▶ [What you are asked to do]: Output a verbatim copy of the data, cut off after the line that contains "remaining command tokens.".

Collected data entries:

= = =

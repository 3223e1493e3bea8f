//! Configuration loading helpers for the Warden CLI.
//!
//! The logic here filters CLI arguments destined for `ortho-config` so the
//! loader only receives supported flags while the main runtime can operate on
//! the remaining command tokens.

use std::ffi::{OsStr, OsString};

use ortho_config::OrthoConfig;
use warden_config::Config;

use crate::AppError;

/// CLI flags recognised by the configuration loader.
///
/// MAINTENANCE: This list must be kept in sync with the fields of
/// `warden_config::Config`. When adding new configuration options, update
/// this array accordingly.
pub(crate) const CONFIG_CLI_FLAGS: &[&str] = &[
    "--config-path",
    "--service-name",
    "--service-command",
    "--service-endpoint",
    "--service-env",
    "--pid-file",
    "--log-file",
    "--build-command",
    "--asset-compiler",
    "--asset-compiler-args",
    "--asset-jobs",
    "--toolchain",
    "--toolchain-min-version",
    "--startup-grace-ms",
    "--stop-timeout-ms",
    "--kill-timeout-ms",
    "--log-filter",
    "--log-format",
];

pub(crate) trait ConfigLoader {
    /// Loads configuration for the CLI.
    ///
    /// # Flag Ordering
    ///
    /// Configuration flags (listed in `CONFIG_CLI_FLAGS`) must appear before
    /// the subcommand. Flags appearing after it are parsed as subcommand
    /// arguments instead.
    fn load(&self, args: &[OsString]) -> Result<Config, AppError>;
}

pub(crate) struct OrthoConfigLoader;

#[derive(Debug, Clone, Copy)]
enum FlagAction {
    Include { needs_value: bool },
    Skip,
}

impl ConfigLoader for OrthoConfigLoader {
    fn load(&self, args: &[OsString]) -> Result<Config, AppError> {
        Config::load_from_iter(args.iter().cloned()).map_err(AppError::LoadConfiguration)
    }
}

impl OrthoConfigLoader {
    fn process_config_flag(argument: &OsStr) -> FlagAction {
        let argument_text = argument.to_string_lossy();
        let Some(flag) = argument_text
            .strip_prefix("--")
            .map(|rest| rest.split_once('=').map_or(rest, |(name, _)| name))
        else {
            return FlagAction::Skip;
        };
        let has_inline_value = argument_text.contains('=');

        if CONFIG_CLI_FLAGS
            .iter()
            .any(|known| known.strip_prefix("--") == Some(flag))
        {
            return FlagAction::Include {
                needs_value: !has_inline_value,
            };
        }

        FlagAction::Skip
    }
}

pub(crate) struct ConfigArgumentSplit {
    pub(crate) config_arguments: Vec<OsString>,
    pub(crate) command_start: usize,
}

/// Separates leading configuration flags from the subcommand and its
/// arguments.
pub(crate) fn split_config_arguments(args: &[OsString]) -> ConfigArgumentSplit {
    let Some((program, rest)) = args.split_first() else {
        return ConfigArgumentSplit {
            config_arguments: Vec::new(),
            command_start: 0,
        };
    };

    let mut filtered: Vec<OsString> = vec![program.clone()];
    let mut command_start = 1usize;
    let mut pending_value = false;

    for argument in rest {
        if pending_value {
            filtered.push(argument.clone());
            pending_value = false;
            command_start += 1;
            continue;
        }

        match OrthoConfigLoader::process_config_flag(argument.as_os_str()) {
            FlagAction::Include { needs_value } => {
                filtered.push(argument.clone());
                command_start += 1;
                pending_value = needs_value;
            }
            FlagAction::Skip => break,
        }
    }

    ConfigArgumentSplit {
        config_arguments: filtered,
        command_start,
    }
}
//! Crash-safe replacement of the handle record.
//!
//! `status` and `stop` may read the pid file while `start` is rewriting it,
//! so the record is never truncated in place.

use std::io::{self, Write};
use std::path::Path;

use tempfile::{Builder, NamedTempFile};

/// Prefix used when the record path has no usable file name.
const FALLBACK_PREFIX: &str = "warden-record";

/// Swaps `contents` into `path` by renaming a synced sibling file over it.
///
/// A reader observes either the previous record or the new one. The sibling
/// is removed automatically if any step before the rename fails.
pub(super) fn atomic_write(path: &Path, contents: &[u8]) -> io::Result<()> {
    let mut staged = stage_beside(path)?;
    staged.write_all(contents)?;
    staged.as_file().sync_all()?;
    staged.persist(path).map_err(|error| error.error)?;
    Ok(())
}

/// Creates an owner-only temporary file in the record's directory so the
/// final rename never crosses a filesystem boundary.
fn stage_beside(path: &Path) -> io::Result<NamedTempFile> {
    let directory = path
        .parent()
        .filter(|parent| !parent.as_os_str().is_empty())
        .unwrap_or_else(|| Path::new("."));
    let prefix = path
        .file_name()
        .and_then(|name| name.to_str())
        .unwrap_or(FALLBACK_PREFIX);

    let mut builder = Builder::new();
    builder.prefix(prefix).suffix(".tmp");
    #[cfg(unix)]
    {
        use std::fs::Permissions;
        use std::os::unix::fs::PermissionsExt;
        builder.permissions(Permissions::from_mode(0o600));
    }
    builder.tempfile_in(directory)
}

#[cfg(test)]
mod tests {
    use super::*;
    use std::fs;
    use tempfile::TempDir;

    #[test]
    fn record_is_replaced_without_leftovers() {
        let dir = TempDir::new().expect("temp dir");
        let path = dir.path().join("service.pid");
        fs::write(&path, "1\n").expect("seed record");

        atomic_write(&path, b"4242\n").expect("atomic write");

        assert_eq!(fs::read_to_string(&path).expect("read back"), "4242\n");
        let leftovers = fs::read_dir(dir.path()).expect("list dir").count();
        assert_eq!(leftovers, 1, "staged file must not linger");
    }

    #[test]
    fn missing_directory_fails_without_creating_it() {
        let dir = TempDir::new().expect("temp dir");
        let path = dir.path().join("absent").join("service.pid");

        assert!(atomic_write(&path, b"1\n").is_err());
        assert!(!dir.path().join("absent").exists());
    }

    #[cfg(unix)]
    #[test]
    fn record_is_private_to_the_owner() {
        use std::os::unix::fs::PermissionsExt;

        let dir = TempDir::new().expect("temp dir");
        let path = dir.path().join("service.pid");

        atomic_write(&path, b"4242\n").expect("atomic write");

        let mode = fs::metadata(&path).expect("metadata").permissions().mode();
        assert_eq!(mode & 0o777, 0o600);
    }
}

= = =

▶ [Exercise output]:
repository 3223e1493e3bea8f
//! Configuration loading helpers for the Warden CLI.
//!
//! The logic here filters CLI arguments destined for `ortho-config` so the
//! loader only receives supported flags while the main runtime can operate on
//! the remaining command tokens.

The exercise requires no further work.